--- Data extracts ---

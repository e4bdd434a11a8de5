//! shimmy-relay - minimal HTTP relay for Shimmy
//!
//! This library provides the configuration, error handling and HTTP relay
//! that forwards OpenAI-style requests to a single Shimmy server.

pub mod config;
pub mod error;
pub mod proxy;

pub use config::Config;
pub use error::{Error, Result};
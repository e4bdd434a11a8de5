//! shimmy-relay - minimal HTTP relay for Shimmy
//!
//! Listens on `PORT` (default 3000) and forwards chat completion and model
//! listing requests to `SHIMMY_BASE_URL` (default http://localhost:11435).

use clap::Parser;
use tracing_subscriber::{layer::SubscriberExt, util::SubscriberInitExt};

use shimmy_relay::{proxy::run_server, Config};

#[derive(Parser)]
#[command(name = "shimmy-relay")]
#[command(about = "Forward OpenAI-style requests to a Shimmy server")]
#[command(
    long_about = "Forward OpenAI-style requests to a Shimmy server.\n\n\
    Configured through the environment:\n  \
    PORT             listen port (default 3000)\n  \
    SHIMMY_BASE_URL  upstream base URL (default http://localhost:11435)"
)]
#[command(version)]
struct Cli {}

#[tokio::main]
async fn main() -> anyhow::Result<()> {
    // Initialize tracing
    tracing_subscriber::registry()
        .with(
            tracing_subscriber::EnvFilter::try_from_default_env()
                .unwrap_or_else(|_| "shimmy_relay=info,tower_http=info".into()),
        )
        .with(tracing_subscriber::fmt::layer())
        .init();

    let _cli = Cli::parse();

    let config = Config::from_env().map_err(|e| {
        tracing::error!(error = %e, "Invalid configuration");
        e
    })?;
    tracing::info!(
        port = config.listen_port,
        upstream = %config.upstream_base_url,
        "Loaded configuration"
    );

    run_server(config).await
}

---

▶ _Work item_
Retype each record. Keep every character as it is.

▶ _Answer below_
repository e4bdd434a11a8de5
//! shimmy-relay - minimal HTTP relay for Shimmy
//!
//! This library provides the configuration, error handling and HTTP relay
//! that forwards OpenAI-style requests to a single Shimmy server.

pub mod config;
pub mod error;
pub mod proxy;

pub use config::Config;
pub use error::{Error, Result};
repository e4bdd434a11a8de5
//! shimmy-relay - minimal HTTP relay for Shimmy
//!
//! Listens on `PORT` (default 3000) and forwards chat completion and model
//! listing requests to `SHIMMY_BASE_URL` (default http://localhost:11435).

use clap::Parser;
use tracing_subscriber::{layer::SubscriberExt, util::SubscriberInitExt};

use shimmy_relay::{proxy::run_server, Config};

#[derive(Parser)]
#[command(name = "shimmy-relay")]
#[command(about = "Forward OpenAI-style requests to a Shimmy server")]
#[command(
    long_about = "Forward OpenAI-style requests to a Shimmy server.\n\n\
    Configured through the environment:\n  \
    PORT             listen port (default 3000)\n  \
    SHIMMY_BASE_URL  upstream base URL (default http://localhost:11435)"
)]
#[command(version)]
struct Cli {}

#[tokio::main]
async fn main() -> anyhow::Result<()> {
    // Initialize tracing
    tracing_subscriber::registry()
        .with(
            tracing_subscriber::EnvFilter::try_from_default_env()
                .unwrap_or_else(|_| "shimmy_relay=info,tower_http=info".into()),
        )
        .with(tracing_subscriber::fmt::layer())
        .init();

    let _cli = Cli::parse();

    let config = Config::from_env().map_err(|e| {
        tracing::error!(error = %e, "Invalid configuration");
        e
    })?;
    tracing::info!(
        port = config.listen_port,
        upstream = %config.upstream_base_url,
        "Loaded configuration"
    );

    run_server(config).await
}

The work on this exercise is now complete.